J’ai donc tout fait pour ne pas aller en psychiatrie. Pendant plusieurs heures, je me suis opposée à leur décision de me faire suivre un traitement. Puis, à la fin, j’ai changé d’avis en me disant que si je ne me conformais pas à leur demande, ça allait mal finir, puisqu’ils faisaient autorité dans le domaine de ce qui est conforme ou ne l’est pas. Je me suis dit que si je voulais qu’on me considère comme quelqu’un qui fonctionne normalement, il fallait que je suive les règles de vie de la société et que j’aille faire un tour dans ce « service » pour que je prouve que j’avais les aptitudes pour me conformer à ce qui est attendu.

Mais comme les psychiatres m’avaient vue très réfractaire à leur proposition de traitement et que par ailleurs, ils s’étaient déjà fait une opinion sur mon état mental à la lecture des observations de psychologues qui m’avaient suivie pendant mon enfance, je pense que j’avais déjà sur le front, aveuglante comme la lumière d’un gyrophare, la très belle étiquette:

NON CONFORME! 

© Carole Advices 12 avril 2019

Passage à vide

Ce matin, petit passage à vide.

Depuis quelques semaines, je passe par des moments de découragement et de grosse fatigue. Je sais que je suis dans une phase de transition qui apportera de gros changements.

Cela fait près de 20 ans que je suis à l’AI (Assurance Invalidité) et dans quelques semaines, je vais sortir de ce système. Cela fait plusieurs années que je suis dans la démarche de sortir de ce système et maintenant que cela devient concret, je réalise que c’est un gros saut qui se prépare.

Enfin, je ne serai plus vue comme celle qui a une maladie mentale qui la rend incapable de s’insérer dans la société.

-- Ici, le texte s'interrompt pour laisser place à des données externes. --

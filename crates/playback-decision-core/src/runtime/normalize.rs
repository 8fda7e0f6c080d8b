// crates/playback-decision-core/src/runtime/normalize.rs
// ============================================================================
// Module: Playback Decision Normalizer
// Description: Canonical rewriting of decoded decision inputs.
// Purpose: Collapse representational noise before predicates and hashing.
// Dependencies: crate::core
// ============================================================================

//! ## Overview
//! Normalization strips invisible formatting marks, folds every Unicode
//! whitespace run to a single space, trims, and lowercases each string.
//! Lists are deduplicated and sorted with empty entries dropped, and an absent
//! range flag becomes an explicit `false`. The rewrite is idempotent. The
//! request identifier is never touched.

// ============================================================================
// SECTION: Imports
// ============================================================================

use std::collections::BTreeSet;

use crate::core::Capabilities;
use crate::core::DecisionInput;
use crate::core::Source;

// ============================================================================
// SECTION: Constants
// ============================================================================

/// Invisible formatting marks removed wherever they appear.
const INVISIBLE_MARKS: [char; 6] = [
    '\u{00A0}', // no-break space
    '\u{200B}', // zero width space
    '\u{200C}', // zero width non-joiner
    '\u{200D}', // zero width joiner
    '\u{2060}', // word joiner
    '\u{FEFF}', // byte order mark
];

// ============================================================================
// SECTION: Normalization
// ============================================================================

/// Returns the canonical form of a decision input.
#[must_use]
pub fn normalize_input(mut input: DecisionInput) -> DecisionInput {
    normalize_source(&mut input.source);
    normalize_capabilities(&mut input.capabilities);
    input.api_version = normalize_text(&input.api_version);
    input
}

/// Normalizes source string fields in place.
fn normalize_source(source: &mut Source) {
    source.container = normalize_text(&source.container);
    source.video_codec = normalize_text(&source.video_codec);
    source.audio_codec = normalize_text(&source.audio_codec);
}

/// Normalizes capability lists and flags in place.
fn normalize_capabilities(caps: &mut Capabilities) {
    caps.containers = normalize_list(&caps.containers);
    caps.video_codecs = normalize_list(&caps.video_codecs);
    caps.audio_codecs = normalize_list(&caps.audio_codecs);
    caps.device_type = normalize_text(&caps.device_type);
    caps.supports_range = Some(caps.supports_range.unwrap_or(false));
}

/// Canonicalizes a single string value.
#[must_use]
pub fn normalize_text(value: &str) -> String {
    let mut collapsed = String::with_capacity(value.len());
    let mut pending_space = false;
    for ch in value.chars() {
        if INVISIBLE_MARKS.contains(&ch) {
            continue;
        }
        if ch.is_whitespace() {
            pending_space = true;
            continue;
        }
        if pending_space && !collapsed.is_empty() {
            collapsed.push(' ');
        }
        pending_space = false;
        collapsed.push(ch);
    }
    collapsed.to_lowercase()
}

/// Canonicalizes a list: normalized entries, empties dropped, unique, sorted.
#[must_use]
pub fn normalize_list(values: &[String]) -> Vec<String> {
    values
        .iter()
        .map(|value| normalize_text(value))
        .filter(|value| !value.is_empty())
        .collect::<BTreeSet<_>>()
        .into_iter()
        .collect()
}

// ============================================================================
// SECTION: Tests
// ============================================================================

Enfin, « le système » reconnaît que je ne suis pas anormale, que je dispose de toutes les capacités mentales pour vivre une « vie normale ».

Cependant, il est clair que ce soutien financier, cette rente d’invalidité, j’en ai eu besoin pour vivre lorsque les médicaments psychiatriques faisaient partie de ma vie. Ces produits et les mauvais traitements psychiatriques que m’ont administrés les médecins m’avaient rendue bien incapable de fonctionner au quotidien et de subvenir à mes besoins les plus basiques. La décérébration que j’ai subie pendant ces années de mauvais traitements psychiatriques m’avait rendue incapable de penser, avait changé ma personnalité et m’avait énormément affaiblie physiquement. Travailler dans cet état, c’était impossible. Je remercie donc l’état et l’assurance invalidité d’avoir subvenu à mes besoins pendant cette période noire de ma vie. Je remercie également chaleureusement mon conseiller AI d’avoir pris le temps de comprendre qui « se cachait » derrière ces effrayants diagnostiques psychiatriques et d’avoir su être à l’écoute au moment où j’ai repris ma liberté face à la psychiatrie: dans ce moment où je me reconstruisais et je créais mon avenir. 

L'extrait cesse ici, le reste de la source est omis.